Welcome to Straight No Chaser, the Award-winning Podcast hosted by Jeffrey Siegel

Feb 14, 2020

Lyle Mays played an important role in my jazz education. For people looking for innovative music in the Seventies, the music of the Pat Metheny Group, co-founded by Metheny and Mays, was a revalation. From the soaring sound of their self-titled "White Album" on ECM through their evolution as a band - and they WERE a band - that mixed electric jazz, rock, world and folk influences into a sound unlike any I had ever heard.

While Pat was the center of attention, Lyle was quietly the part that held things together, playing piano and keyboards to form the foundation for his guitarist's explorations. He co-wrote tunes for the Group, many of which were among their finest. It was his orchestrations, arrangements, and harmonization for the band. As Falls Wichita, So Falls Wichita Falls, a collaboration with Metheny was a revelation to me, taking me places I did not know were possible musically. 

When Joni MItchell assembled an all-star jazz band to back her on tour in 1979, it was no surprise that she picked Metheny and Mays to join Jaco Pastorius, Michael Brecker, and Don Alias on the bandstand.. He was in demand as a sideman, recording with acts as diverse as Bob Moses, Earth, Wind & Fire and Rickie Lee Jones. 

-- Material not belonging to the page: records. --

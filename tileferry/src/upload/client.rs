//! HTTP client for a B2-style object store: a token endpoint that leases upload URLs and an upload
//! endpoint that takes one object per `POST`.
//!
//! ## Token endpoint
//! `GET {token_url}` with `Authorization: {access_key}`:
//! - `200`: JSON `{"uploadUrl": ..., "authorizationToken": ...}`
//! - `429`: wait `Retry-After` seconds, then ask again
//! - `503`: wait with doubling backoff, then ask again
//! - anything else: the access key is not accepted ([`UploadError::FatalAuth`])
//!
//! ## Upload endpoint
//! `POST {uploadUrl}` with the object as body. The token goes back into the [`TokenPool`] unless the
//! endpoint answered `401` or the request never got an answer.

use super::{TokenPool, UploadToken};
use async_trait::async_trait;
use reqwest::{
	Response, StatusCode,
	header::{AUTHORIZATION, CONTENT_TYPE, RETRY_AFTER},
};
use sha1::{Digest, Sha1};
use std::time::Duration;
use thiserror::Error;

pub const DEFAULT_CONTENT_TYPE: &str = "application/x-protobuf";
const CACHE_CONTROL: &str = "public%2Cimmutable%2Cmax-age=31536000";

#[derive(Debug, Error)]
pub enum UploadError {
	/// Timeouts, rate limits, server errors and network failures.
	#[error("transient upload failure: {0}")]
	Transient(String),
	#[error("upload authorization expired")]
	AuthExpired,
	#[error("token endpoint rejected the access key ({status}): {body}")]
	FatalAuth { status: u16, body: String },
	#[error("{0} are not supported by the upload target")]
	UnsupportedFeature(&'static str),
	#[error(transparent)]
	Storage(#[from] anyhow::Error),
}

/// Result of a single `POST`.
#[derive(Clone, Debug, PartialEq, Eq)]
pub enum AttemptOutcome {
	Success,
	AuthExpired,
	Transient(String),
}

/// Final result of uploading one object.
#[derive(Clone, Copy, Debug, PartialEq, Eq)]
pub enum TileOutcome {
	Succeeded { attempts: u32 },
	Failed { attempts: u32 },
}

impl TileOutcome {
	pub fn is_success(&self) -> bool {
		matches!(self, TileOutcome::Succeeded { .. })
	}
}

/// Delays and limits of [`UploadClient`].
#[derive(Clone, Debug, PartialEq, Eq)]
pub struct RetryPolicy {
	/// Attempts per object before it is reported as failed.
	pub max_attempts: u32,
	/// Pause after an upload was answered with `408` or `429`.
	pub rate_limit_pause: Duration,
	/// Wait after a token `429` without a usable `Retry-After` header.
	pub token_retry_after: Duration,
	/// First wait after a token `503`; doubles with every further `503`.
	pub token_backoff: Duration,
}

impl Default for RetryPolicy {
	fn default() -> Self {
		RetryPolicy {
			max_attempts: 5,
			rate_limit_pause: Duration::from_secs(2),
			token_retry_after: Duration::from_secs(1),
			token_backoff: Duration::from_secs(1),
		}
	}
}

/// Uploads one object with retries.
///
/// [`UploadClient`] talks HTTP; tests of the scheduler substitute their own implementations.
#[async_trait]
pub trait TileUploader: Send + Sync {
	/// Returns `Err` only for errors that must stop the whole run.
	async fn upload_with_retry(&self, key: &str, data: &[u8]) -> Result<TileOutcome, UploadError>;
}

#[derive(Debug)]
pub struct UploadClient {
	http: reqwest::Client,
	token_url: String,
	access_key: String,
	content_type: String,
	policy: RetryPolicy,
	tokens: TokenPool,
}

impl UploadClient {
	/// Creates a client that keeps at most `max_connections` idle connections per host.
	pub fn new(
		token_url: &str,
		access_key: &str,
		max_connections: usize,
		policy: RetryPolicy,
	) -> Result<UploadClient, UploadError> {
		if policy.max_attempts == 0 {
			return Err(UploadError::Storage(anyhow::anyhow!("max attempts must be greater than zero")));
		}
		let http = reqwest::Client::builder()
			.pool_max_idle_per_host(max_connections)
			.build()
			.map_err(|e| UploadError::Storage(anyhow::Error::new(e).context("building HTTP client")))?;
		Ok(UploadClient {
			http,
			token_url: token_url.to_string(),
			access_key: access_key.to_string(),
			content_type: DEFAULT_CONTENT_TYPE.to_string(),
			policy,
			tokens: TokenPool::new(),
		})
	}

	#[must_use]
	pub fn with_content_type(mut self, content_type: &str) -> UploadClient {
		self.content_type = content_type.to_string();
		self
	}

	pub fn tokens(&self) -> &TokenPool {
		&self.tokens
	}

	/// Leases a new token, waiting out `429` and `503` answers for as long as they last.
	pub async fn acquire_token(&self) -> Result<UploadToken, UploadError> {
		let mut backoff = self.policy.token_backoff;
		loop {
			let response = self
				.http
				.get(&self.token_url)
				.header(AUTHORIZATION, &self.access_key)
				.send()
				.await
				.map_err(|e| UploadError::Transient(format!("requesting upload token: {e}")))?;

			match response.status() {
				StatusCode::OK => {
					let body = response
						.bytes()
						.await
						.map_err(|e| UploadError::Transient(format!("reading upload token: {e}")))?;
					let token: UploadToken = serde_json::from_slice(&body)
						.map_err(|e| UploadError::Transient(format!("invalid upload token response: {e}")))?;
					log::debug!("added worker {}", token.upload_url);
					return Ok(token);
				}
				StatusCode::TOO_MANY_REQUESTS => {
					let wait = retry_after(&response).unwrap_or(self.policy.token_retry_after);
					log::debug!("token endpoint is rate limited, waiting {wait:?}");
					tokio::time::sleep(wait).await;
					backoff = self.policy.token_backoff;
				}
				StatusCode::SERVICE_UNAVAILABLE => {
					log::debug!("token endpoint is unavailable, waiting {backoff:?}");
					tokio::time::sleep(backoff).await;
					backoff = backoff.saturating_mul(2);
				}
				status => {
					let body = response.text().await.unwrap_or_default();
					return Err(UploadError::FatalAuth {
						status: status.as_u16(),
						body,
					});
				}
			}
		}
	}

	/// One `POST` of `data` under `key`.
	pub async fn upload(&self, token: UploadToken, key: &str, data: &[u8]) -> AttemptOutcome {
		let sha1 = hex::encode(Sha1::digest(data));
		let result = self
			.http
			.post(&token.upload_url)
			.header(AUTHORIZATION, &token.authorization_token)
			.header("X-Bz-File-Name", key)
			.header(CONTENT_TYPE, &self.content_type)
			.header("X-Bz-Info-b2-content-encoding", "gzip")
			.header("X-Bz-Content-Sha1", sha1)
			.header("X-Bz-Info-b2-cache-control", CACHE_CONTROL)
			.body(data.to_vec())
			.send()
			.await;

		let response = match result {
			Ok(response) => response,
			Err(e) => return AttemptOutcome::Transient(format!("exception: {e}")),
		};

		let status = response.status();
		if status == StatusCode::UNAUTHORIZED {
			return AttemptOutcome::AuthExpired;
		}
		self.tokens.push(token);
		if status == StatusCode::OK {
			return AttemptOutcome::Success;
		}

		let body = response.text().await.unwrap_or_default();
		if status == StatusCode::REQUEST_TIMEOUT || status == StatusCode::TOO_MANY_REQUESTS {
			tokio::time::sleep(self.policy.rate_limit_pause).await;
		}
		AttemptOutcome::Transient(format!("{status}: {body}"))
	}
}

#[async_trait]
impl TileUploader for UploadClient {
	async fn upload_with_retry(&self, key: &str, data: &[u8]) -> Result<TileOutcome, UploadError> {
		for attempt in 1..=self.policy.max_attempts {
			let token = match self.tokens.pop() {
				Some(token) => token,
				None => match self.acquire_token().await {
					Ok(token) => token,
					Err(UploadError::Transient(message)) => {
						log::error!("Attempt {attempt} exception uploading file {key}: {message}");
						continue;
					}
					Err(error) => return Err(error),
				},
			};

			match self.upload(token, key, data).await {
				AttemptOutcome::Success => {
					log::info!("Success: {key}");
					return Ok(TileOutcome::Succeeded { attempts: attempt });
				}
				AttemptOutcome::AuthExpired => log::error!("Attempt {attempt} failure: {key}: authorization expired"),
				AttemptOutcome::Transient(message) => log::error!("Attempt {attempt} failure: {key}: {message}"),
			}
		}

		log::error!("Failure: {key}");
		Ok(TileOutcome::Failed {
			attempts: self.policy.max_attempts,
		})
	}
}

fn retry_after(response: &Response) -> Option<Duration> {
	let value = response.headers().get(RETRY_AFTER)?.to_str().ok()?;
	value.trim().parse::<u64>().ok().map(Duration::from_secs)
}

Mays recorded and performed as a solo act as well, and in the years after he left the Metheny Group, he produced a topnotch body of work,. His first two releases were electric in the Metheny Group vein, but he also recorded a piano trio album (Fictionary) and wrote classical music as well.  But he publicly did less and less, and valued his privacy and quiet. He passed away earlier this week from a recurring illness at the age of  66.

My friend John Michaels had this to say about Lyle Mays' music:

At the end f his gorgeous solo on "San Lorenzo" from the album Travels, it gets really quiet and a fan yells out "As always, Lyle."  That sums it up for me. 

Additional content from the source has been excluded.